What is needed: Pull out each line of the data that includes the word "Option".
----
//! # calibrs Exec Handler
//!
//! File: cli/src/commands/exec.rs
//!
//! ## Overview
//!
//! Implements `calibrs exec`, which hands an already written command line to the
//! shell unchanged. Per-call overrides (`--cwd`, `--timeout`, `--max-buffer`)
//! apply to this invocation only, on top of the configured defaults.
//!
//! ## Usage
//!
//! ```bash
//! calibrs exec 'ebook-meta "my book.epub"'
//! calibrs exec 'calibredb check_library' --timeout 600
//! ```
//!
use calibrs::core::error::Result;
use calibrs::{Calibre, ExecOverrides};
use clap::Parser;
use std::path::PathBuf;
use std::time::Duration;
use tracing::{debug, info};

/// Arguments for `calibrs exec`.
#[derive(Parser, Debug)]
#[command(
    about = "Execute a raw command line",
    long_about = "Passes COMMAND_LINE to the shell as-is and prints its output. Nothing is quoted or added."
)]
pub struct ExecArgs {
    /// Complete command line to execute.
    command_line: String,

    /// Working directory for this call.
    #[arg(long, short = 'C', value_name = "DIR")]
    cwd: Option<PathBuf>,

    /// Kill the command after this many seconds.
    #[arg(long, value_name = "SECS")]
    timeout: Option<u64>,

    /// Maximum bytes captured from stdout or stderr.
    #[arg(long, value_name = "BYTES")]
    max_buffer: Option<usize>,
}

impl ExecArgs {
    fn overrides(&self) -> ExecOverrides {
        ExecOverrides {
            max_buffer: self.max_buffer,
            cwd: self.cwd.clone(),
            timeout: self.timeout.map(Duration::from_secs),
            ..Default::default()
        }
    }
}

pub async fn handle_exec(args: ExecArgs, calibre: &Calibre) -> Result<()> {
    info!("Handling exec command...");
    debug!("Exec args: {:?}", args);

    let output = calibre.exec_with(&args.command_line, &args.overrides()).await?;
    print!("{}", output);
    Ok(())
}

// --- Unit Tests ---
#[cfg(test)]
mod tests {
    use super::*;

    #[test]
    fn test_exec_args_parsing() {
        let args = ExecArgs::try_parse_from([
            "exec",
            "ebook-meta \"a b.epub\"",
            "-C",
            "/books",
            "--timeout",
            "30",
            "--max-buffer",
            "1024",
        ])
        .unwrap();

        assert_eq!(args.command_line, "ebook-meta \"a b.epub\"");
        let overrides = args.overrides();
        assert_eq!(overrides.cwd, Some(PathBuf::from("/books")));
        assert_eq!(overrides.timeout, Some(Duration::from_secs(30)));
        assert_eq!(overrides.max_buffer, Some(1024));
        assert!(overrides.env.is_empty());
    }

    #[test]
    fn test_exec_without_overrides() {
        let args = ExecArgs::try_parse_from(["exec", "calibredb list"]).unwrap();
        assert_eq!(args.overrides(), ExecOverrides::default());
    }

    #[test]
    fn test_exec_requires_command_line() {
        assert!(ExecArgs::try_parse_from(["exec"]).is_err());
    }
}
----
Finished task:
    cwd: Option<PathBuf>,
    timeout: Option<u64>,
    max_buffer: Option<usize>,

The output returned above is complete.